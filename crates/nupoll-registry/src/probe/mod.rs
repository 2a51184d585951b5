//! Single HTTP existence check against the registry

use std::time::Duration;

use async_trait::async_trait;
use reqwest::{Client, ClientBuilder, StatusCode};

use nupoll_core::error::NupollError;
use nupoll_core::types::{ProbeOutcome, TransportFailure};
use crate::RegistryResult;

/// One existence check against a probe URL.
///
/// Implementations perform exactly one request and never retry; retry policy
/// belongs to the poller.
#[async_trait]
pub trait Probe: Send + Sync {
    async fn probe(&self, url: &str) -> ProbeOutcome;
}

/// Transport settings for the registry probe
#[derive(Debug, Clone)]
pub struct ProbeSettings {
    /// Upper bound on one request, connection included
    pub timeout: Duration,
    /// User-Agent header value
    pub user_agent: String,
}

impl Default for ProbeSettings {
    fn default() -> Self {
        Self {
            timeout: Duration::from_secs(30),
            user_agent: format!("nupoll/{}", env!("CARGO_PKG_VERSION")),
        }
    }
}

/// HTTP probe backed by a pooled reqwest client
#[derive(Debug, Clone)]
pub struct RegistryProbe {
    /// Underlying HTTP client, reused across attempts
    client: Client,
}

impl RegistryProbe {
    /// Create a probe with default transport settings
    pub fn new() -> RegistryResult<Self> {
        Self::with_settings(ProbeSettings::default())
    }

    /// Create a probe with custom transport settings
    pub fn with_settings(settings: ProbeSettings) -> RegistryResult<Self> {
        let client = ClientBuilder::new()
            .pool_idle_timeout(Duration::from_secs(90))
            .timeout(settings.timeout)
            .gzip(true)
            .user_agent(settings.user_agent)
            .build()
            .map_err(|e| NupollError::network("Failed to create HTTP client".to_string(), e))?;

        Ok(Self { client })
    }
}

#[async_trait]
impl Probe for RegistryProbe {
    async fn probe(&self, url: &str) -> ProbeOutcome {
        match self.client.get(url).send().await {
            Ok(response) => classify_status(response.status()),
            Err(error) => classify_error(&error),
        }
    }
}

/// Map a completed response's status onto the three-way outcome
pub fn classify_status(status: StatusCode) -> ProbeOutcome {
    match status {
        StatusCode::OK => ProbeOutcome::Indexed,
        StatusCode::NOT_FOUND => ProbeOutcome::NotIndexed,
        status => ProbeOutcome::TransportError(TransportFailure::HttpStatus {
            status: status.as_u16(),
            reason: status.canonical_reason().map(str::to_string),
        }),
    }
}

/// Map a transport failure onto the three-way outcome
fn classify_error(error: &reqwest::Error) -> ProbeOutcome {
    // Only `error_for_status` attaches a status.
    if let Some(status) = error.status() {
        return classify_status(status);
    }

    let detail = if error.is_timeout() {
        format!("request timed out: {}", error)
    } else if error.is_connect() {
        format!("connection failed: {}", error)
    } else {
        error.to_string()
    };

    ProbeOutcome::TransportError(TransportFailure::NoResponse { detail })
}
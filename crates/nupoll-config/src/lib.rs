//! Configuration parsing for nupoll
//!
//! This crate handles the optional nupoll.toml file, the inputs supplied by the
//! host automation platform, and the layering that turns them into one
//! validated `Settings` value.

pub mod input;
pub mod merge;
pub mod toml;

// Re-export main types
pub use input::{parse_attempts, HostInputs};
pub use merge::{ConfigLoader, Overrides, Settings};
pub use crate::toml::{NupollToml, PollSection, RegistrySection};

use nupoll_core::error::NupollError;

/// Result type for configuration operations
pub type ConfigResult<T> = Result<T, NupollError>;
........
What to work on
Count, in the listing, each line that holds the string "match", then give the count and nothing else.

Solved exercise
2